= Extraembryonic tissue =

Non-embryonic supportive membranes of animal embryos

Extraembryonic tissue includes the four extraembryonic membranes which assist in the development of the animal embryo. The membranes occur in a range of animals from mammals to insects. The tissue originates from the zygote, but is not considered part of the embryo. The membranes typically perform roles in nutrition, gas exchange and waste removal.

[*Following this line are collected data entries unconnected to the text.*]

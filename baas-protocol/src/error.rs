//! Protocol error types.

use thiserror::Error;

/// Protocol-level errors that can occur during framing or message decoding.
///
/// Every variant is fatal for the connection it was raised on: the stream
/// position after a bad frame is unknown, so there is no partial recovery.
#[derive(Debug, Error)]
pub enum ProtocolError {
    #[error("invalid magic bytes: expected 'BAAS', got {0:?}")]
    InvalidMagic([u8; 4]),

    #[error("unsupported protocol version: {0}")]
    UnsupportedVersion(u16),

    #[error("frame too large: {size} bytes (max {max})")]
    FrameTooLarge { size: u32, max: u32 },

    #[error("CRC mismatch: expected {expected:#x}, got {actual:#x}")]
    CrcMismatch { expected: u32, actual: u32 },

    #[error("invalid frame flags: {0:#x}")]
    InvalidFlags(u16),

    #[error("incomplete frame: need {needed} more bytes")]
    IncompleteFrame { needed: usize },

    #[error("JSON error: {0}")]
    Json(#[from] serde_json::Error),

    #[error("I/O error: {0}")]
    Io(#[from] std::io::Error),

    #[error("invalid UTF-8 in payload")]
    InvalidUtf8,
}

impl ProtocolError {
    /// Returns whether the error came from the transport rather than from
    /// the bytes themselves.
    pub fn is_io(&self) -> bool {
        matches!(self, ProtocolError::Io(_))
    }
}
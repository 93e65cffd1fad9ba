//! Connection pool.
//!
//! Opens up to `max_connections` clients and spreads calls over them
//! round-robin. Clients that have served `max_requests_per_connection`
//! requests, or can no longer write, are evicted and closed once drained.

use crate::breaker::BreakerEvent;
use crate::client::{Client, ClientConfig};
use crate::connection::ConnectionEvent;
use crate::error::ClientError;
use baas_protocol::Request;
use std::collections::VecDeque;
use std::sync::{Arc, Weak};
use tokio::sync::broadcast::error::RecvError;
use tokio::sync::{broadcast, oneshot};

const EVENT_CHANNEL_CAPACITY: usize = 256;

/// Pool configuration.
#[derive(Debug, Clone)]
pub struct PoolConfig {
    /// Configuration for every pooled client.
    pub client: ClientConfig,
    pub max_connections: usize,
    /// Requests after which a connection is retired.
    pub max_requests_per_connection: u64,
}

impl Default for PoolConfig {
    fn default() -> Self {
        Self {
            client: ClientConfig::default(),
            max_connections: 20,
            max_requests_per_connection: 10_000,
        }
    }
}

impl PoolConfig {
    pub fn new(client: ClientConfig) -> Self {
        Self {
            client,
            ..Default::default()
        }
    }

    pub fn with_max_connections(mut self, max: usize) -> Self {
        self.max_connections = max.max(1);
        self
    }

    pub fn with_max_requests_per_connection(mut self, max: u64) -> Self {
        self.max_requests_per_connection = max.max(1);
        self
    }
}

#[derive(Debug, Clone, Copy, PartialEq, Eq)]
pub enum EvictReason {
    MaxRequests,
    NotWritable,
    Error,
}

/// Events observable through [`Pool::subscribe`].
#[derive(Debug, Clone, PartialEq, Eq)]
pub enum PoolEvent {
    OpenedConnection,
    Evicted {
        reason: EvictReason,
        request_count: u64,
    },
    ConnectionClosed,
    /// A caller is waiting for a connection to finish opening.
    RequestQueued,
    Error(String),
    BreakerTrip(String),
}

type Waiter = oneshot::Sender<Result<Arc<Client>, ClientError>>;

#[derive(Default)]
struct PoolState {
    ready: VecDeque<Arc<Client>>,
    /// Connections counted against `max_connections`, including ones still
    /// connecting.
    opened: usize,
    waiters: VecDeque<Waiter>,
    closed: bool,
}

impl PoolState {
    /// Removes `client` from the round-robin set. Returns whether it was there.
    fn remove(&mut self, client: &Arc<Client>) -> bool {
        let before = self.ready.len();
        self.ready.retain(|c| !Arc::ptr_eq(c, client));
        let removed = self.ready.len() != before;
        if removed {
            self.opened -= 1;
        }
        removed
    }

    fn next_ready(&mut self) -> Option<Arc<Client>> {
        let client = self.ready.pop_front()?;
        self.ready.push_back(client.clone());
        Some(client)
    }
}

struct Shared {
    config: PoolConfig,
    state: parking_lot::Mutex<PoolState>,
    events: broadcast::Sender<PoolEvent>,
}

impl Shared {
    fn emit(&self, event: PoolEvent) {
        let _ = self.events.send(event);
    }

    /// Opens one connection for the slot already counted in `opened`.
    ///
    /// Runs as its own task so the slot is settled even when the caller that
    /// asked for it stops waiting. `opener` gets the new client; buffered
    /// waiters are handed ready clients round-robin.
    async fn open(self: Arc<Self>, opener: Waiter) {
        match Client::connect(self.config.client.clone()).await {
            Ok(client) => {
                let client = Arc::new(client);
                self.watch(&client);

                let waiters = {
                    let mut state = self.state.lock();
                    if state.closed {
                        state.opened -= 1;
                        None
                    } else {
                        state.ready.push_back(client.clone());
                        let waiters: Vec<Waiter> = state.waiters.drain(..).collect();
                        let handed: Vec<(Waiter, Arc<Client>)> = waiters
                            .into_iter()
                            .filter_map(|w| state.next_ready().map(|c| (w, c)))
                            .collect();
                        Some(handed)
                    }
                };

                let Some(waiters) = waiters else {
                    client.close().await;
                    let _ = opener.send(Err(ClientError::transport("pool is closed")));
                    return;
                };
                if opener.send(Ok(client)).is_err() {
                    tracing::debug!("Opener stopped waiting, connection kept in the pool");
                }
                for (waiter, ready) in waiters {
                    let _ = waiter.send(Ok(ready));
                }
            }
            Err(err) => {
                tracing::warn!("Failed to open pooled connection: {}", err);
                let waiters: Vec<Waiter> = {
                    let mut state = self.state.lock();
                    state.opened -= 1;
                    state.waiters.drain(..).collect()
                };
                self.emit(PoolEvent::Error(err.to_string()));
                for waiter in waiters {
                    let _ = waiter.send(Err(ClientError::transport(err.to_string())));
                }
                let _ = opener.send(Err(err));
            }
        }
    }

    /// Follows a client's events for as long as it lives.
    fn watch(self: &Arc<Self>, client: &Arc<Client>) {
        let mut conn_events = client.subscribe();
        let mut breaker_events = client.breaker_events();
        let weak_client = Arc::downgrade(client);
        let shared = Arc::downgrade(self);

        tokio::spawn(async move {
            loop {
                tokio::select! {
                    event = conn_events.recv() => match event {
                        Ok(ConnectionEvent::Error(reason)) => {
                            if !kill(&shared, &weak_client, reason).await {
                                break;
                            }
                        }
                        Ok(ConnectionEvent::Disconnect(_)) => {
                            closed(&shared, &weak_client);
                            break;
                        }
                        Ok(_) | Err(RecvError::Lagged(_)) => {}
                        Err(RecvError::Closed) => break,
                    },
                    event = breaker_events.recv() => match event {
                        Ok(BreakerEvent::Tripped { reason, .. }) => {
                            let Some(shared) = shared.upgrade() else { break };
                            shared.emit(PoolEvent::BreakerTrip(reason));
                        }
                        Ok(_) | Err(RecvError::Lagged(_)) => {}
                        Err(RecvError::Closed) => break,
                    },
                }
            }
        });
    }
}

/// A pool of clients to one server. Cheap to clone.
#[derive(Clone)]
pub struct Pool {
    shared: Arc<Shared>,
}

enum Next {
    Ready(Arc<Client>),
    Open(Waiter, oneshot::Receiver<Result<Arc<Client>, ClientError>>),
    Wait(oneshot::Receiver<Result<Arc<Client>, ClientError>>),
}

impl Pool {
    /// Creates an empty pool. Connections open on demand.
    ///
    /// Pooled clients never reconnect; a dropped one is replaced instead.
    pub fn new(mut config: PoolConfig) -> Result<Self, ClientError> {
        config.client.resolve()?;
        config.client.reconnect = None;
        let (events, _) = broadcast::channel(EVENT_CHANNEL_CAPACITY);
        Ok(Self {
            shared: Arc::new(Shared {
                config,
                state: parking_lot::Mutex::new(PoolState::default()),
                events,
            }),
        })
    }

    pub fn subscribe(&self) -> broadcast::Receiver<PoolEvent> {
        self.shared.events.subscribe()
    }

    pub fn config(&self) -> &PoolConfig {
        &self.shared.config
    }

    /// Hashes `password` on a pooled connection.
    pub async fn hash(&self, password: &str) -> Result<String, ClientError> {
        Request::hash("", password).validate()?;
        self.get_connection().await?.hash(password).await
    }

    /// Checks `password` against `hash` on a pooled connection.
    pub async fn compare(&self, password: &str, hash: &str) -> Result<bool, ClientError> {
        Request::compare("", password, hash).validate()?;
        self.get_connection().await?.compare(password, hash).await
    }

    /// Returns a connection to send on.
    ///
    /// Below `max_connections` this starts opening a new connection and
    /// waits for it. At capacity it hands out ready connections round-robin,
    /// or waits for one still connecting. A caller that stops waiting does
    /// not stop the open.
    pub async fn get_connection(&self) -> Result<Arc<Client>, ClientError> {
        let (next, evicted) = {
            let mut state = self.shared.state.lock();
            if state.closed {
                return Err(ClientError::transport("pool is closed"));
            }
            let evicted = self.evict_stale(&mut state);

            let next = if state.opened < self.shared.config.max_connections {
                state.opened += 1;
                let (tx, rx) = oneshot::channel();
                Next::Open(tx, rx)
            } else if let Some(client) = state.next_ready() {
                Next::Ready(client)
            } else {
                let (tx, rx) = oneshot::channel();
                state.waiters.push_back(tx);
                Next::Wait(rx)
            };
            (next, evicted)
        };

        for (client, reason) in evicted {
            self.retire(client, reason).await;
        }

        match next {
            Next::Ready(client) => Ok(client),
            Next::Open(opener, rx) => {
                self.shared.emit(PoolEvent::OpenedConnection);
                tokio::spawn(self.shared.clone().open(opener));
                rx.await
                    .map_err(|_| ClientError::transport("pool closed while opening"))?
            }
            Next::Wait(rx) => {
                tracing::debug!("No ready connection, waiting for one to open");
                self.shared.emit(PoolEvent::RequestQueued);
                rx.await
                    .map_err(|_| ClientError::transport("pool closed while waiting"))?
            }
        }
    }

    fn evict_stale(&self, state: &mut PoolState) -> Vec<(Arc<Client>, EvictReason)> {
        let max_requests = self.shared.config.max_requests_per_connection;
        let mut evicted = Vec::new();
        state.ready.retain(|client| {
            let reason = if client.request_count() >= max_requests {
                EvictReason::MaxRequests
            } else if !client.is_writable() {
                EvictReason::NotWritable
            } else {
                return true;
            };
            evicted.push((client.clone(), reason));
            false
        });
        state.opened -= evicted.len();
        evicted
    }

    async fn retire(&self, client: Arc<Client>, reason: EvictReason) {
        let request_count = client.request_count();
        tracing::warn!(
            ?reason,
            request_count,
            pending = client.pending_requests(),
            "Evicting connection"
        );
        self.shared.emit(PoolEvent::Evicted {
            reason,
            request_count,
        });
        client.close_when_drained().await;
    }

    /// Closes every connection once its pending requests are answered.
    /// Callers waiting for a connection fail.
    pub async fn disconnect(&self) {
        let (clients, waiters) = {
            let mut state = self.shared.state.lock();
            state.closed = true;
            let clients: Vec<Arc<Client>> = state.ready.drain(..).collect();
            state.opened -= clients.len();
            (clients, state.waiters.drain(..).collect::<Vec<_>>())
        };
        tracing::debug!(connections = clients.len(), "Disconnecting pool");

        for waiter in waiters {
            let _ = waiter.send(Err(ClientError::transport("pool closed")));
        }
        for client in clients {
            client.close_when_drained().await;
        }
    }

    /// Connections counted against `max_connections`.
    pub fn opened(&self) -> usize {
        self.shared.state.lock().opened
    }

    /// Connections ready to take requests.
    pub fn ready_count(&self) -> usize {
        self.shared.state.lock().ready.len()
    }

    /// Callers waiting for a connection to open.
    pub fn waiting(&self) -> usize {
        self.shared.state.lock().waiters.len()
    }
}

impl std::fmt::Debug for Pool {
    fn fmt(&self, f: &mut std::fmt::Formatter<'_>) -> std::fmt::Result {
        let state = self.shared.state.lock();
        f.debug_struct("Pool")
            .field("opened", &state.opened)
            .field("ready", &state.ready.len())
            .field("waiting", &state.waiters.len())
            .finish()
    }
}

/// Evicts and closes a client that reported an error. Returns false once the
/// pool or the client is gone.
async fn kill(shared: &Weak<Shared>, client: &Weak<Client>, reason: String) -> bool {
    let (Some(shared), Some(client)) = (shared.upgrade(), client.upgrade()) else {
        return false;
    };
    shared.emit(PoolEvent::Error(reason));

    let removed = shared.state.lock().remove(&client);
    if removed {
        tracing::warn!(request_count = client.request_count(), "Killing errored connection");
        shared.emit(PoolEvent::Evicted {
            reason: EvictReason::Error,
            request_count: client.request_count(),
        });
    }
    client.close().await;
    true
}

fn closed(shared: &Weak<Shared>, client: &Weak<Client>) {
    let Some(shared) = shared.upgrade() else {
        return;
    };
    if let Some(client) = client.upgrade() {
        shared.state.lock().remove(&client);
    }
    tracing::debug!("Pooled connection closed");
    shared.emit(PoolEvent::ConnectionClosed);
}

In humans and other mammals they are more usually known as the fetal membranes.

==In amniotes==
There are four standard extraembryonic membranes in amniotes, i.e. reptiles (including birds) and mammals:
1. the yolk sac which surrounds the yolk
2. the amnion which surrounds and cushions the embryo
3. the allantois which among avians stores embryonic waste and assists with the exchange of carbon dioxide with oxygen as well as the resorption of calcium from the shell, and
4. the chorion which surrounds all of these and in avians successively merges with the allantois in the later stages of egg development to form a combined respiratory and excretory organ called the chorioallantois.

In humans and other mammals they are more usually called fetal membranes.

==In insects==
The extraembryonic membranes in insects include a serous membrane (serosa) originating from blastoderm cells, an amnion or amniotic cavity whose expression is controlled by the Zerknüllt gene, and a yolk sac.